Tun Tan Siew Sin (; 21 May 1916 – 17 March 1988) was a Malaysian politician who served as the  Minister of Commerce and Industry, Minister of Finance, and 3rd President of the Malaysian Chinese Association (MCA, formerly Malayan Chinese Association), a major component party of Alliance and later Barisan Nasional (BN) coalitions. In his term as the Minister of Finance, a new Malaysian currency, Malaysian Ringgit was introduced. He is the longest-serving Minister of Finance by serving in the position for 15 years.

Early life
The only son of Malaysian statesman and MCA founder Tan Cheng Lock, Tan Siew Sin was born on 21 May 1916 in Malacca.  He was of Baba heritage and did not speak Mandarin.  He was educated at Malacca High School in Malacca and then at Raffles College in Singapore. Before then, he was also sent by his father to a Girls School, that is Suydaim Girls School which is now the Methodist High School.

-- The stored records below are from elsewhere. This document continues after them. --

//! ThetaData MCP server.
//!
//! Exposes every operation of the ThetaData v3 OpenAPI spec as an MCP tool. Tools are tagged and
//! prefixed with the minimum subscription tier they need, and every outbound call goes through
//! [`transform::ThetaTransform`], which fills in date ranges and the response format and unwraps
//! the terminal's `{"response": ...}` envelope.

pub mod config;
pub mod descriptions;
pub mod error;
pub mod server;
pub mod transform;

pub use config::{FormatPolicy, ServerSettings, TransformConfig};
pub use error::{Result, ServerError};
pub use server::{ServerOptions, ThetaDataServer, create_mcp_server};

In 1935, he felt ill and was diagnosed as having tuberculosis. He fully recovered after an operation in Switzerland for treatment. Three years later, he moved on to his higher education in the field of law in England. He never completed his legal studies. Fearing an outbreak of war in Europe, in July 1939 Tun Tan Cheng Lock ordered him and his two sisters to leave London and return to Malacca. On Sept 1, 1939, Hitler invaded Poland, an event that marked the start of World War II. For this reason, He studied only one year of law. He returned from London to take over the family's plantation business in 1939.

Political career
Tan Siew Sin was elected a Member of Parliament for Malacca in 1955.  He joined the Malaysian cabinet first as minister of trade and industry, and later became the finance minister in 1959.  He then took over as president of the MCA in November 1961, and held on to both positions until 1974. Tan was appointed the Deputy Chairman of the Alliance in 1964. He led his party to victory in the 1964 General Election, winning 27 of the 33 parliamentary seats contested.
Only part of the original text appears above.